Wiki 28290 Please Help with foot procedure

ASC CODER

True Blue
Messages
571
Best answers
0
Under loupe magnification, careful dissection was performed down through the subcutaneous tissue. There was an area just proximal to the joint where the cutaneous nerve was identified. It was traced out distally, and it dove into the capsule itself, but no further distal extension was noted. This was felt to be an encapsulated neuroma of the distal portion of the nerve into the capsule. This area was then excised.

A longitudinal dorsal capsulotomy was then performed. The capsular release was performed on the dorsal, lateral, and medial surfaces. A large dorsal bunion deformity was identified. Under direct vision, and resecting approximately the dorsal 20% of the joint, the dorsal bunion was resected. After resection of the bunion, the toe could be taken into 90 degrees of dorsiflexion, and approximately 30 degrees of plantar flexion. The edges were rongeured smooth. The remainder of the articular surface was inspected, and noted to be normal.
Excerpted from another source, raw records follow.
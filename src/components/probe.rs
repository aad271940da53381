//! Voltage probe: the output tap of a netlist.

use crate::circuit::NodeId;
use crate::solver::MnaMatrix;

/// Measures the voltage between two nodes. Contributes nothing to the system.
#[derive(Debug, Clone)]
pub struct VoltageProbe {
    pub nodes: [NodeId; 2],
    /// Last reading
    pub voltage: f64,
}

impl VoltageProbe {
    pub fn new(nodes: [NodeId; 2]) -> Self {
        Self {
            nodes,
            voltage: 0.0,
        }
    }

    /// Read `V(start) - V(end)` from the last solution and keep it.
    pub fn read(&mut self, matrix: &MnaMatrix) -> f64 {
        self.voltage = matrix.voltage_across(self.nodes[0], self.nodes[1]);
        self.voltage
    }
}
At this point, the dissection was carried more proximal. The dorsal cutaneous nerve was identified. The incision was extended 3 cm. Blunt dissection was carried down through the subcutaneous tissue. Once again, the distal distribution of the saphenous nerve was tracing into the location of the dorsal medial cutaneous nerve was identified. There was an area here where there was a balled up scar, which appeared to be at the most proximal portion of the previous capsulotomy. Again, it did not exit out of this site. It was then dissected free, and due to its location exactly at the site of her previous Tinel's, it was sharply excised with a fresh #15 blade, after fully retracting it into the wound. At this point, the proximal area was more up around the anteromedial ankle, well within the capsule and the fat of the anteromedial foot.


28290
28080 x2 ??????
 
28290 Foot Procedure

28080 is a component of 28290. Doc only extended the incision so I would not code separately with -59 modifier.